Where do your words come from? Here’s the tree showing the main roots. When you eventually find the little twig that is English, it’s the sort of twig size that might be chopped off by the gardener to encourage strength in more viable branches. So English is quite a little victor in the fight to receive the most oxygen.
Such a diagram helps enormously to conceptualise the place of one language in comparison with another and the relationship between apparently unlike languages. I found this diagram from bing images. Later, I found ethnologue.com, a site full of rich information.
However, I didn’t just come upon these randomly. This is why I love Stumbleupon. It is a serendipity resources. It is full of such excellent information and illustration (provided you make full use of the thumbs up and thumbs down). After listing your categories of interest – mine are diverse – you are offered pages fairly randomly within those categories. According to whether you give them thumbs up or not, your preferences are further refined by the site. Warning, don’t do this too much or you may miss items that you had not realised were within your interest.

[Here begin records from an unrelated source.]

//! Resolved session configuration
//!
//! Built once at startup from the environment, the optional YAML file and the
//! secret store, then passed by reference to every component.

use std::env;
use std::fmt;
use std::path::PathBuf;
use std::time::Duration;

use crate::providers::ProviderModelConfig;
use crate::secrets::{EnvSecretStore, SecretStore};

use super::error::{ConfigError, ConfigResult};
use super::file::{ConfigFile, FileConfigProvider};

pub const DEFAULT_MODEL: &str = "claude-3-5-sonnet-20241022";
pub const DEFAULT_API_BASE: &str = "https://api.anthropic.com";
pub const DEFAULT_MAX_TOKENS: u32 = 1000;
pub const DEFAULT_MAX_STEPS: usize = 1000;
pub const DEFAULT_REDIS_HOST: &str = "host.docker.internal";
pub const DEFAULT_REDIS_PORT: &str = "6379";

/// The docker bridge needs time to come up before the first request
pub const DEFAULT_STDIO_SETTLE_DELAY: Duration = Duration::from_secs(10);

/// How to reach the tool server
#[derive(Clone, PartialEq, Eq)]
pub enum ServerTarget {
    /// Spawn a local bridge and talk MCP over its stdin/stdout
    Stdio {
        command: String,
        args: Vec<String>,
        env: Vec<(String, String)>,
    },
    /// Streamable HTTP endpoint
    Http {
        url: String,
        auth_token: Option<String>,
    },
    /// Unix domain socket
    Unix { path: PathBuf },
}

impl ServerTarget {
    /// Default bridge: the `mcp/redis` image run through docker
    pub fn redis_docker(host: &str, port: &str, username: &str, password: &str) -> Self {
        let mut args: Vec<String> = ["run", "--rm", "--name", "redis-mcp-server", "-i"]
            .iter()
            .map(|s| s.to_string())
            .collect();
        for (key, value) in [
            ("REDIS_HOST", host),
            ("REDIS_PORT", port),
            ("REDIS_USERNAME", username),
            ("REDIS_PWD", password),
        ] {
            args.push("-e".to_string());
            args.push(format!("{}={}", key, value));
        }
        args.push("mcp/redis".to_string());

        ServerTarget::Stdio {
            command: "docker".to_string(),
            args,
            env: Vec::new(),
        }
    }

    /// Settling delay used when none is configured
    pub fn default_settle_delay(&self) -> Duration {
        match self {
            ServerTarget::Stdio { .. } => DEFAULT_STDIO_SETTLE_DELAY,
            ServerTarget::Http { .. } | ServerTarget::Unix { .. } => Duration::ZERO,
        }
    }
}

impl fmt::Debug for ServerTarget {
    fn fmt(&self, f: &mut fmt::Formatter<'_>) -> fmt::Result {
        match self {
            ServerTarget::Stdio { command, .. } => {
                // args and env may carry passwords
                f.debug_struct("Stdio").field("command", command).finish_non_exhaustive()
            }
            ServerTarget::Http { url, auth_token } => f
                .debug_struct("Http")
                .field("url", url)
                .field("auth_token", &auth_token.as_ref().map(|_| "<redacted>"))
                .finish(),
            ServerTarget::Unix { path } => f.debug_struct("Unix").field("path", path).finish(),
        }
    }
}

/// Everything a session needs, resolved up front
#[derive(Clone)]
pub struct ChatConfig {
    pub api_key: String,
    pub model: String,
    pub api_base: String,
    pub max_tokens: u32,
    pub max_steps: usize,
    pub server: ServerTarget,
    pub settle_delay: Duration,
}

impl fmt::Debug for ChatConfig {
    fn fmt(&self, f: &mut fmt::Formatter<'_>) -> fmt::Result {
        f.debug_struct("ChatConfig")
            .field("api_key", &"<redacted>")
            .field("model", &self.model)
            .field("api_base", &self.api_base)
            .field("max_tokens", &self.max_tokens)
            .field("max_steps", &self.max_steps)
            .field("server", &self.server)
            .field("settle_delay", &self.settle_delay)
            .finish()
    }
}

impl ChatConfig {
    /// Resolve from the process environment and the YAML file
    pub fn from_env() -> ConfigResult<Self> {
        let provider = match env::var("MCP_CHAT_CONFIG") {
            Ok(path) if !path.is_empty() => FileConfigProvider::new(path),
            _ => FileConfigProvider::user(),
        };
        let file = provider.load()?;
        Self::resolve(
            file,
            |key| env::var(key).ok().filter(|v| !v.is_empty()),
            &EnvSecretStore::new(),
        )
    }

    /// Resolve from explicit sources.
    ///
    /// Precedence: environment variable, then config file, then default.
    /// The API key comes from the secret store only.
    pub fn resolve<F>(file: ConfigFile, vars: F, secrets: &dyn SecretStore) -> ConfigResult<Self>
    where
        F: Fn(&str) -> Option<String>,
    {
        let api_key = secrets
            .get("anthropic")
            .ok_or_else(|| ConfigError::missing_credential("ANTHROPIC_API_KEY"))?;

        let model = vars("ANTHROPIC_MODEL")
            .or(file.llm.model)
            .unwrap_or_else(|| DEFAULT_MODEL.to_string());
        let api_base = vars("ANTHROPIC_BASE_URL")
            .or(file.llm.api_base)
            .unwrap_or_else(|| DEFAULT_API_BASE.to_string());

        let max_tokens = file.llm.max_tokens.unwrap_or(DEFAULT_MAX_TOKENS);
        if max_tokens == 0 {
            return Err(ConfigError::invalid("llm.max_tokens", "must be greater than zero"));
        }
        let max_steps = file.chat.max_steps.unwrap_or(DEFAULT_MAX_STEPS);
        if max_steps == 0 {
            return Err(ConfigError::invalid("chat.max_steps", "must be greater than zero"));
        }

        let server = if let Some(url) = vars("MCP_SERVER_URL") {
            ServerTarget::Http {
                url,
                auth_token: secrets.get("mcp"),
            }
        } else if let Some(path) = vars("MCP_SERVER_SOCKET") {
            ServerTarget::Unix { path: PathBuf::from(path) }
        } else if let Some(url) = file.server.url.clone() {
            ServerTarget::Http {
                url,
                auth_token: secrets.get("mcp"),
            }
        } else if let Some(path) = file.server.socket.clone() {
            ServerTarget::Unix { path }
        } else if let Some(command) = file.server.command.clone() {
            ServerTarget::Stdio {
                command,
                args: file.server.args.clone(),
                env: file.server.env.clone().into_iter().collect(),
            }
        } else {
            ServerTarget::redis_docker(
                &vars("REDIS_HOST").unwrap_or_else(|| DEFAULT_REDIS_HOST.to_string()),
                &vars("REDIS_PORT").unwrap_or_else(|| DEFAULT_REDIS_PORT.to_string()),
                &vars("REDIS_USERNAME").unwrap_or_default(),
                &secrets.get("redis").unwrap_or_default(),
            )
        };

        let settle_delay = match vars("MCP_SETTLE_DELAY_MS") {
            Some(raw) => raw
                .trim()
                .parse::<u64>()
                .map(Duration::from_millis)
                .map_err(|e| ConfigError::invalid("MCP_SETTLE_DELAY_MS", e.to_string()))?,
            None => file
                .server
                .settle_delay_ms
                .map(Duration::from_millis)
                .unwrap_or_else(|| server.default_settle_delay()),
        };

        Ok(Self {
            api_key,
            model,
            api_base,
            max_tokens,
            max_steps,
            server,
            settle_delay,
        })
    }

    /// Model settings handed to the provider on every request
    pub fn model_config(&self) -> ProviderModelConfig {
        ProviderModelConfig::new(&self.model)
            .with_api_key(&self.api_key)
            .with_api_base(&self.api_base)
    }
}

You see a page that sparks your interest, and off you go on another research journey that might, at some time, come in useful for one of your books.
I originally saw a page from Vox with a wonderful chart by Minna Sundberg (which I can’t legally reproduce here). This led me to research out the further sources.
See Sundberg and her chart:
The origins of English —– Minna Sundberg
Where English comes from
English, like more than 400 other languages, is part of the Indo-European language family, sharing common roots not just with German and French but with Russian, Hindi, Punjabi, and Persian. This beautiful chart by Minna Sundberg, a Finnish-Swedish comic artist, shows some of English’s closest cousins, like French and German, but also its more distant relationships with languages originally spoken far from the British Isles such as Farsi and Greek.
When readers ask ‘Where do you get your ideas from?’ The answer is often ‘from reading’. And then that reading leads to more reading . . .
And for the writer, to richer writing!